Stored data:
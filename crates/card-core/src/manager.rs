//! Registry of independent animation queues driven by one explicit tick.
//!
//! The manager owns its own clock: the host calls [`AnimationManager::tick`]
//! once per display frame with the elapsed time, and only while
//! [`AnimationManager::is_running`] is true. The loop is started lazily when
//! the first queue begins playing and stops as soon as none is.

use crate::error::AnimationError;
use crate::lerp::Interpolate;
use crate::queue::AnimationQueue;
use crate::AnimationDescriptor;
use fnv::FnvHashMap;
use std::time::Duration;

#[derive(Default)]
pub struct AnimationManager {
    queues: Vec<AnimationQueue>,
    index: FnvHashMap<String, usize>,
    clock_ms: f64,
    running: bool,
    errors: Vec<AnimationError>,
}

impl AnimationManager {
    pub fn new() -> Self {
        Self::default()
    }

    /// Register an empty, stopped queue. An existing queue with the same id is
    /// reset in place (keeping its registration order).
    pub fn create_queue(&mut self, id: &str) -> Result<(), AnimationError> {
        if id.is_empty() {
            return Err(AnimationError::EmptyQueueId);
        }
        match self.index.get(id) {
            Some(&i) => {
                log::warn!("[anim] queue `{}` already exists; resetting it", id);
                self.queues[i] = AnimationQueue::new(id);
                self.stop_loop_if_idle();
            }
            None => {
                self.index.insert(id.to_string(), self.queues.len());
                self.queues.push(AnimationQueue::new(id));
                log::debug!("[anim] created queue `{}`", id);
            }
        }
        Ok(())
    }

    pub fn enqueue<T: Interpolate>(
        &mut self,
        id: &str,
        descriptor: AnimationDescriptor<T>,
    ) -> Result<(), AnimationError> {
        self.queue_mut(id)?.push(descriptor)
    }

    pub fn start(&mut self, id: &str) -> Result<(), AnimationError> {
        let now = self.clock_ms;
        let started = self.queue_mut(id)?.play(now);
        if started && !self.running {
            self.running = true;
            log::debug!("[anim] loop started by `{}`", id);
        }
        Ok(())
    }

    /// Freeze the queue at its current value. Stopping twice is the same as
    /// stopping once.
    pub fn stop(&mut self, id: &str) -> Result<(), AnimationError> {
        let now = self.clock_ms;
        self.queue_mut(id)?.pause(now);
        self.stop_loop_if_idle();
        Ok(())
    }

    pub fn remove_queue(&mut self, id: &str) -> Result<(), AnimationError> {
        let Some(i) = self.index.remove(id) else {
            log::warn!("[anim] remove: unknown queue `{}`", id);
            return Err(AnimationError::UnknownQueue(id.to_string()));
        };
        self.queues.remove(i);
        for slot in self.index.values_mut() {
            if *slot > i {
                *slot -= 1;
            }
        }
        self.stop_loop_if_idle();
        Ok(())
    }

    pub fn clear(&mut self) {
        self.queues.clear();
        self.index.clear();
        self.running = false;
    }

    /// Advance every playing queue, in registration order, by `dt`.
    ///
    /// A queue whose callback fails is stopped and marked failed; the error is
    /// kept for [`AnimationManager::take_errors`] and the remaining queues are
    /// still updated.
    pub fn tick(&mut self, dt: Duration) {
        if !self.running {
            return;
        }
        self.clock_ms += dt.as_secs_f64() * 1000.0;
        let now = self.clock_ms;

        for queue in self.queues.iter_mut().filter(|q| q.is_playing()) {
            if let Err(source) = queue.advance(now) {
                log::warn!("[anim] queue `{}` stopped: {:#}", queue.id(), source);
                queue.fail(now);
                self.errors.push(AnimationError::Callback {
                    queue: queue.id().to_string(),
                    source,
                });
            }
        }
        self.stop_loop_if_idle();
    }

    pub fn is_running(&self) -> bool {
        self.running
    }

    pub fn playing_count(&self) -> usize {
        self.queues.iter().filter(|q| q.is_playing()).count()
    }

    /// Milliseconds accumulated by `tick` while the loop was running.
    pub fn clock_ms(&self) -> f64 {
        self.clock_ms
    }

    pub fn queue(&self, id: &str) -> Option<&AnimationQueue> {
        self.index.get(id).map(|&i| &self.queues[i])
    }

    pub fn queue_ids(&self) -> impl Iterator<Item = &str> {
        self.queues.iter().map(|q| q.id())
    }

    /// Drain callback failures collected since the last call.
    pub fn take_errors(&mut self) -> Vec<AnimationError> {
        std::mem::take(&mut self.errors)
    }

    fn queue_mut(&mut self, id: &str) -> Result<&mut AnimationQueue, AnimationError> {
        match self.index.get(id) {
            Some(&i) => Ok(&mut self.queues[i]),
            None => {
                log::warn!("[anim] unknown queue `{}`", id);
                Err(AnimationError::UnknownQueue(id.to_string()))
            }
        }
    }

    fn stop_loop_if_idle(&mut self) {
        if self.running && self.playing_count() == 0 {
            self.running = false;
            log::debug!("[anim] loop stopped, no playing queues");
        }
    }
}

Work instructions »
Your answer should be a single number: the count of lines in the entries that hold the string "once".

Your response »
2